Once a patient is called for transplant, he/she
- should not eat or drink anything (unless blood sugar is very low)
- bring all current medicines along with
Once in the hospital, the patient is reassessed quickly to make sure no new medical conditions have developed.
What happens during a pancreas transplant?
The surgery is carried out under general anaesthesia, which means that the patient is put to sleep and doesn’t feel anything during the surgery.
- A cut (incision) is made in the abdomen, from just below the breastbone to below the belly button.
- The donor pancreas is usually placed in the right side of the abdomen and is connected to the blood vessels that carry blood down to the leg.
- To drain the digestive juices produced by the pancreas, a small part of the donor’s small intestine which remains attached to the donor pancreas is connected to the patient’s small intestine or the urinary bladder.

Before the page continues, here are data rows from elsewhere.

//! The two shared-state planes a node's work function can reach for:
//! [`LocalMemory`], private to the worker that allocated it, and
//! [`SharedMemory`], visible to every node in the pipeline regardless of
//! isolation.

use std::sync::{Arc, Mutex, OnceLock};

use dashmap::DashMap;
use ipc_channel::ipc::{self, IpcReceiver, IpcSender};
use serde::{Deserialize, Serialize};
use serde_json::Value;

/// A key-value store scoped to a single worker.
///
/// Backed by a `DashMap` so concurrent readers inside one `TASK`-isolated
/// worker never contend on a single lock. Never shared across a process
/// boundary; a `PROCESS`-isolated node gets its own empty one.
#[derive(Default)]
pub struct LocalMemory {
	entries: DashMap<String, Value>,
}

impl LocalMemory {
	/// An empty local memory
	pub fn new() -> Self {
		Self::default()
	}

	/// Fetch a clone of the value stored under `key`, if any
	pub fn get(&self, key: &str) -> Option<Value> {
		self.entries.get(key).map(|v| v.clone())
	}

	/// Store `value` under `key`, returning whatever was there before
	pub fn set(&self, key: impl Into<String>, value: Value) -> Option<Value> {
		self.entries.insert(key.into(), value)
	}

	/// Remove the value under `key`, if any
	pub fn remove(&self, key: &str) -> Option<Value> {
		self.entries.remove(key).map(|(_, v)| v)
	}

	/// Does this memory hold a value under `key`?
	pub fn contains(&self, key: &str) -> bool {
		self.entries.contains_key(key)
	}

	/// A snapshot of every key currently stored
	pub fn keys(&self) -> Vec<String> {
		self.entries.iter().map(|e| e.key().clone()).collect()
	}
}

/// A request sent to the shared-memory manager thread
#[derive(Debug, Serialize, Deserialize)]
pub enum SharedMemoryRequest {
	Get(String),
	Set(String, Value),
	Remove(String),
	Contains(String),
	Keys,
}

/// A reply from the shared-memory manager thread
#[derive(Debug, Serialize, Deserialize)]
pub enum SharedMemoryReply {
	Value(Option<Value>),
	Bool(bool),
	Keys(Vec<String>),
}

/// A handle to the manager channel a [`SharedMemory::remote`] bootstraps
/// from
pub type SharedMemoryBootstrap = IpcSender<(IpcSender<SharedMemoryReply>, SharedMemoryRequest)>;

/// A handle to the process-wide shared state plane.
///
/// Every `TASK`-isolated node talks to the same in-process [`DashMap`]
/// directly. Every `PROCESS`-isolated node instead holds an IPC channel
/// pair to a manager thread running in the root process, since a
/// `DashMap` cannot itself cross a process boundary.
pub enum SharedMemory {
	/// Direct access, for callers living in the root process
	Local(Arc<DashMap<String, Value>>),

	/// Request/response access over IPC, for a `PROCESS`-isolated node.
	///
	/// `send` and `recv` are locked together as one step: the manager
	/// thread replies to whichever `reply_tx` a request carried, so two
	/// callers racing a send ahead of each other's recv would otherwise
	/// risk reading back the other's reply.
	Remote(Mutex<RemoteChannel>),
}

/// One caller's request/response pair onto the shared-memory manager thread
pub struct RemoteChannel {
	bootstrap_tx: SharedMemoryBootstrap,
	reply_tx: IpcSender<SharedMemoryReply>,
	reply_rx: IpcReceiver<SharedMemoryReply>,
}

impl RemoteChannel {
	fn call(&self, request: SharedMemoryRequest) -> Option<SharedMemoryReply> {
		self.bootstrap_tx.send((self.reply_tx.clone(), request)).ok()?;
		self.reply_rx.recv().ok()
	}
}

static ROOT_STORE: OnceLock<Arc<DashMap<String, Value>>> = OnceLock::new();

fn root_store() -> Arc<DashMap<String, Value>> {
	ROOT_STORE.get_or_init(|| Arc::new(DashMap::new())).clone()
}

impl SharedMemory {
	/// A handle for a node living in the root process
	pub fn local() -> Self {
		Self::Local(root_store())
	}

	/// Spawn the manager thread that backs remote handles, returning a
	/// channel-pair source that [`SharedMemory::remote`] bootstraps from.
	///
	/// Called once by the root process before any `PROCESS`-isolated
	/// worker is spawned.
	pub fn spawn_manager() -> IpcSender<(IpcSender<SharedMemoryReply>, SharedMemoryRequest)> {
		let (bootstrap_tx, bootstrap_rx) =
			ipc::channel::<(IpcSender<SharedMemoryReply>, SharedMemoryRequest)>()
				.expect("failed to create shared-memory manager channel");

		std::thread::Builder::new()
			.name("conduit-shared-memory".into())
			.spawn(move || {
				let store = root_store();
				while let Ok((reply_tx, request)) = bootstrap_rx.recv() {
					let reply = match request {
						SharedMemoryRequest::Get(key) => {
							SharedMemoryReply::Value(store.get(&key).map(|v| v.clone()))
						}
						SharedMemoryRequest::Set(key, value) => {
							SharedMemoryReply::Value(store.insert(key, value))
						}
						SharedMemoryRequest::Remove(key) => {
							SharedMemoryReply::Value(store.remove(&key).map(|(_, v)| v))
						}
						SharedMemoryRequest::Contains(key) => {
							SharedMemoryReply::Bool(store.contains_key(&key))
						}
						SharedMemoryRequest::Keys => {
							SharedMemoryReply::Keys(store.iter().map(|e| e.key().clone()).collect())
						}
					};
					let _ = reply_tx.send(reply);
				}
			})
			.expect("failed to spawn shared-memory manager thread");

		bootstrap_tx
	}

	/// Build a remote handle out of a manager's bootstrap sender. Called
	/// once inside a `PROCESS`-isolated worker after it starts.
	pub fn remote(bootstrap_tx: SharedMemoryBootstrap) -> Self {
		let (reply_tx, reply_rx) = ipc::channel().expect("failed to create shared-memory reply channel");
		Self::Remote(Mutex::new(RemoteChannel {
			bootstrap_tx,
			reply_tx,
			reply_rx,
		}))
	}

	/// Fetch a clone of the value stored under `key`, if any
	pub fn get(&self, key: &str) -> Option<Value> {
		match self {
			Self::Local(store) => store.get(key).map(|v| v.clone()),
			Self::Remote(chan) => match chan.lock().unwrap().call(SharedMemoryRequest::Get(key.to_string()))? {
				SharedMemoryReply::Value(v) => v,
				_ => None,
			},
		}
	}

	/// Store `value` under `key`, returning whatever was there before
	pub fn set(&self, key: impl Into<String>, value: Value) -> Option<Value> {
		let key = key.into();
		match self {
			Self::Local(store) => store.insert(key, value),
			Self::Remote(chan) => match chan.lock().unwrap().call(SharedMemoryRequest::Set(key, value))? {
				SharedMemoryReply::Value(v) => v,
				_ => None,
			},
		}
	}

	/// Remove the value under `key`, if any
	pub fn remove(&self, key: &str) -> Option<Value> {
		match self {
			Self::Local(store) => store.remove(key).map(|(_, v)| v),
			Self::Remote(chan) => {
				match chan.lock().unwrap().call(SharedMemoryRequest::Remove(key.to_string()))? {
					SharedMemoryReply::Value(v) => v,
					_ => None,
				}
			}
		}
	}

	/// Does the shared memory hold a value under `key`?
	pub fn contains(&self, key: &str) -> bool {
		match self {
			Self::Local(store) => store.contains_key(key),
			Self::Remote(chan) => matches!(
				chan.lock().unwrap().call(SharedMemoryRequest::Contains(key.to_string())),
				Some(SharedMemoryReply::Bool(true))
			),
		}
	}

	/// A snapshot of every key currently stored
	pub fn keys(&self) -> Vec<String> {
		match self {
			Self::Local(store) => store.iter().map(|e| e.key().clone()).collect(),
			Self::Remote(chan) => match chan.lock().unwrap().call(SharedMemoryRequest::Keys) {
				Some(SharedMemoryReply::Keys(keys)) => keys,
				_ => Vec::new(),
			},
		}
	}
}

static LOCAL_SINGLETON: OnceLock<LocalMemory> = OnceLock::new();
static SHARED_SINGLETON: OnceLock<SharedMemory> = OnceLock::new();

/// This worker's process-singleton [`LocalMemory`]. Lazily initialized;
/// the `OnceLock` is the single mutual-exclusion primitive that
/// resolves any initialization race between concurrent first callers.
pub fn local() -> &'static LocalMemory {
	LOCAL_SINGLETON.get_or_init(LocalMemory::new)
}

/// This process's handle onto the pipeline-wide [`SharedMemory`] plane.
///
/// Panics if neither [`init_shared_local`] nor [`init_shared_remote`]
/// has run yet — one of them must be called once at worker startup,
/// before any node's work function can reach for shared state.
pub fn shared() -> &'static SharedMemory {
	SHARED_SINGLETON
		.get()
		.expect("shared memory accessed before init_shared_local/init_shared_remote")
}

/// Initialize the shared-memory plane for a worker living in the root
/// process. A no-op if already initialized.
pub fn init_shared_local() {
	let _ = SHARED_SINGLETON.set(SharedMemory::local());
}

/// Initialize the shared-memory plane for a `PROCESS`-isolated worker,
/// out of the manager bootstrap sender it received at spawn time. A
/// no-op if already initialized.
pub fn init_shared_remote(bootstrap_tx: SharedMemoryBootstrap) {
	let _ = SHARED_SINGLETON.set(SharedMemory::remote(bootstrap_tx));
}

#[cfg(test)]
mod tests {
	use super::*;

	#[test]
	fn local_memory_roundtrips() {
		let mem = LocalMemory::new();
		assert!(mem.get("k").is_none());
		mem.set("k", Value::from(1));
		assert_eq!(mem.get("k"), Some(Value::from(1)));
		assert!(mem.contains("k"));
		mem.remove("k");
		assert!(!mem.contains("k"));
	}

	#[test]
	fn local_shared_memory_roundtrips() {
		let mem = SharedMemory::Local(Arc::new(DashMap::new()));
		mem.set("heartbeat", Value::from(42));
		assert_eq!(mem.get("heartbeat"), Some(Value::from(42)));
		assert!(mem.contains("heartbeat"));
		assert_eq!(mem.keys(), vec!["heartbeat".to_string()]);
	}

	#[test]
	fn remote_shared_memory_roundtrips_through_manager_thread() {
		let bootstrap = SharedMemory::spawn_manager();
		let mem = SharedMemory::remote(bootstrap);
		assert!(mem.get("k").is_none());
		mem.set("k", Value::from("v"));
		assert_eq!(mem.get("k"), Some(Value::from("v")));
		assert!(mem.contains("k"));
		assert!(mem.keys().contains(&"k".to_string()));
		mem.remove("k");
		assert!(!mem.contains("k"));
	}
}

- In case of a combined pancreas and kidney transplant, the kidney is placed on the left side of the abdomen.
- The old pancreas is not removed as it will continue to produce digestive juices while the donor pancreas produces insulin.

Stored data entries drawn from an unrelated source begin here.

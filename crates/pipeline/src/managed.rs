//! A uniform handle onto a running node, regardless of isolation — what
//! the supervisor, the liveness monitor, and the metrics endpoint
//! actually need to see.

use std::sync::Arc;

use conduit_util::NodeName;

use crate::{metrics::MetricsSnapshot, node::NodeHandle, node::NodeStatus, remote_node::RemoteNode};

/// Either a `TASK`-isolated node running as a thread in this process, or
/// a `PROCESS`-isolated node running in a child spawned by
/// [`crate::worker::ProcessWorker`].
///
/// `Local` shares the same `Arc<NodeHandle>` the node's own thread runs
/// against, so `status()`/`drain()` read and write the real thing
/// directly. `Remote` goes through shared memory, since the handle
/// itself lives in another process's address space.
#[derive(Clone)]
pub enum ManagedNode {
	/// A node running as a thread in this process
	Local(Arc<NodeHandle>),
	/// A node running in its own OS process
	Remote(RemoteNode),
}

impl ManagedNode {
	/// This node's name
	pub fn name(&self) -> &NodeName {
		match self {
			Self::Local(handle) => handle.name(),
			Self::Remote(remote) => remote.name(),
		}
	}

	/// This node's current status
	pub fn status(&self) -> NodeStatus {
		match self {
			Self::Local(handle) => handle.status().get(),
			Self::Remote(remote) => remote.status(),
		}
	}

	/// Request this node's termination. Idempotent either way: a local
	/// handle's `drain` is guarded by an atomic swap, and a remote
	/// node's drain request is just setting a flag that's harmless to
	/// set twice.
	pub fn drain(&self) {
		match self {
			Self::Local(handle) => handle.drain(),
			Self::Remote(remote) => remote.drain(),
		}
	}

	/// A snapshot of this node's metrics
	pub fn metrics_snapshot(&self) -> MetricsSnapshot {
		match self {
			Self::Local(handle) => handle.metrics().snapshot(),
			Self::Remote(remote) => remote.metrics_snapshot(),
		}
	}
}
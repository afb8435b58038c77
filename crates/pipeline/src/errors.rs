//! Errors we may encounter while building and running a pipeline

use std::{error::Error, fmt::Display};

use conduit_util::PortName;

/// An error raised while a node is running.
///
/// Nodes never let these escape their worker loop: every variant here is
/// either absorbed into an ERROR [`crate::batch::Batch`] (and subject to
/// retry/restart policy) or converted directly into a `Terminated` status
/// transition. This type exists so internal plumbing has something typed
/// to pass around before that conversion happens.
#[derive(Debug)]
pub enum NodeError {
	/// The work function raised or returned an error
	WorkFunction(String),

	/// Multi-input zip: inputs did not all have the same length
	BatchLengthMismatch,

	/// Multi-input zip, or input/output disagreement: statuses didn't agree
	BatchStatusMismatch,

	/// A node produced output without declared output ports, or vice versa
	NodeOutputMismatch,

	/// Collector mode is configured, but the flush key is missing from a batch's metadata
	MissingCollectorKey {
		/// The metadata key we expected to find
		key: String,
	},

	/// A queue's channel was disconnected from the other side
	QueueClosed {
		/// The port this queue is attached to
		port: PortName,
	},
}

impl Error for NodeError {}
impl Display for NodeError {
	fn fmt(&self, f: &mut std::fmt::Formatter<'_>) -> std::fmt::Result {
		match self {
			Self::WorkFunction(msg) => write!(f, "work function raised: {msg}"),
			Self::BatchLengthMismatch => write!(f, "Length batches cannot be different"),
			Self::BatchStatusMismatch => write!(f, "batch statuses disagree"),
			Self::NodeOutputMismatch => write!(f, "output batch shape does not match output ports"),
			Self::MissingCollectorKey { key } => {
				write!(f, "collector flag `{key}` is missing from batch metadata")
			}
			Self::QueueClosed { port } => write!(f, "queue `{port}` is closed"),
		}
	}
}

/// An error encountered while hydrating a node from configuration
#[derive(Debug)]
pub enum RegistryError {
	/// No constructor is registered under this class name
	UnknownClass {
		/// The class name we looked up
		cls: String,
	},

	/// The constructor itself rejected its arguments
	ConstructorFailed {
		/// The class name whose constructor failed
		cls: String,
		/// What the constructor said went wrong
		message: String,
	},
}

impl Error for RegistryError {}
impl Display for RegistryError {
	fn fmt(&self, f: &mut std::fmt::Formatter<'_>) -> std::fmt::Result {
		match self {
			Self::UnknownClass { cls } => {
				writeln!(f, "RegistryError: no constructor registered for class `{cls}`")
			}
			Self::ConstructorFailed { cls, message } => {
				writeln!(f, "RegistryError: constructor for class `{cls}` failed: {message}")
			}
		}
	}
}

/// An error encountered while building a pipeline out of nodes
#[derive(Debug)]
pub enum BuilderError {
	/// A configuration record had no `cls` field
	MissingClassName,

	/// Hydration failed: the class name wasn't in the registry
	UnknownClass(RegistryError),

	/// A port was declared by some node, but no node produces it
	PortWithoutProducer {
		/// The port in question
		port: PortName,
	},

	/// More than one node declared the same port as an output
	PortWithMultipleProducers {
		/// The port in question
		port: PortName,
	},

	/// More than one node declared the same port as an input
	PortWithMultipleConsumers {
		/// The port in question
		port: PortName,
	},

	/// The pipeline has no nodes at all
	EmptyPipeline,
}

impl Error for BuilderError {
	fn source(&self) -> Option<&(dyn Error + 'static)> {
		match self {
			Self::UnknownClass(e) => Some(e),
			_ => None,
		}
	}
}

impl Display for BuilderError {
	fn fmt(&self, f: &mut std::fmt::Formatter<'_>) -> std::fmt::Result {
		match self {
			Self::MissingClassName => {
				writeln!(f, "InvalidPipelineSpec: configuration record has no `cls` field")
			}
			Self::UnknownClass(e) => writeln!(f, "InvalidPipelineSpec: {e}"),
			Self::PortWithoutProducer { port } => {
				writeln!(f, "InvalidPipelineSpec: port `{port}` has no producer")
			}
			Self::PortWithMultipleProducers { port } => {
				writeln!(
					f,
					"InvalidPipelineSpec: port `{port}` is produced by more than one node"
				)
			}
			Self::PortWithMultipleConsumers { port } => {
				writeln!(
					f,
					"InvalidPipelineSpec: port `{port}` is consumed by more than one node"
				)
			}
			Self::EmptyPipeline => {
				writeln!(f, "InvalidPipelineSpec: pipeline has no nodes")
			}
		}
	}
}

- The surgical procedure takes complete four to five hours. The new pancreas starts producing insulin straight away.
Process of recovery
Once, the surgery is done, the patient is shifted to the intensive care unit (ICU) where he/she stays for a few days. And once everything is ok, He/she is shifted to the ward for a few days.
The patient stays in hospital for around 3 weeks after a pancreas transplant. A period of rest is advised after the procedure, and normal activities can be resumed in a few months.
The patient needs to be on lifelong follow up after transplant.
The patient will also be started on medicines called immunosuppressants soon after the transplant. These are given so that the donor pancreas is not rejected by the patient’s own body. These medicines have to be taken for the rest of life.
Risks of a pancreas transplant
As with all types of surgeries, there is a risk of complications. After this procedure as well, There are some complications that can occur soon after the procedure, while others may develop months, or even years, later.
Possible complications may include
- Rejection- the body treats the donor pancreas as foreign and mounts a response against it, causing loss of function of the donated pancreas.
- Blood vessels supplying the donor pancreas may get clotted (thrombosis)
- Inflammation of the pancreas (pancreatitis)
- Side effects from the immunosuppressant medicines like high blood pressure, increased risk of catching infections, weakened bones.
Most of the complications are treatable successfully, however, in some rare circumstances, the donor pancreas may have to be removed.
Outlook after a pancreas transplant
The outlook of most of the patients with pancreas transplant is usually good. Most of the patients live for many years after a transplant, and almost 90% will live for at least 5 years.
Follow-up appointments after transplant
The patient needs to have regular follow up and checkups after discharge. The visits are frequent at first but may eventually only be necessary once every few months.
Life after a successful pancreas transplant
- One should be able to return to most of the normal activities after the procedure, though this may take a while.
- Insulin will not be needed anymore in most of the cases and dietary restrictions can also be significantly waived off.
- Though light lifting is often possible after six weeks, a patient shouldn't lift anything heavy, such as a shopping bag, for a few months.
- More vigorous activities, such as contact sports, may not be recommended – at least in the short-term – as they could injure the new pancreas.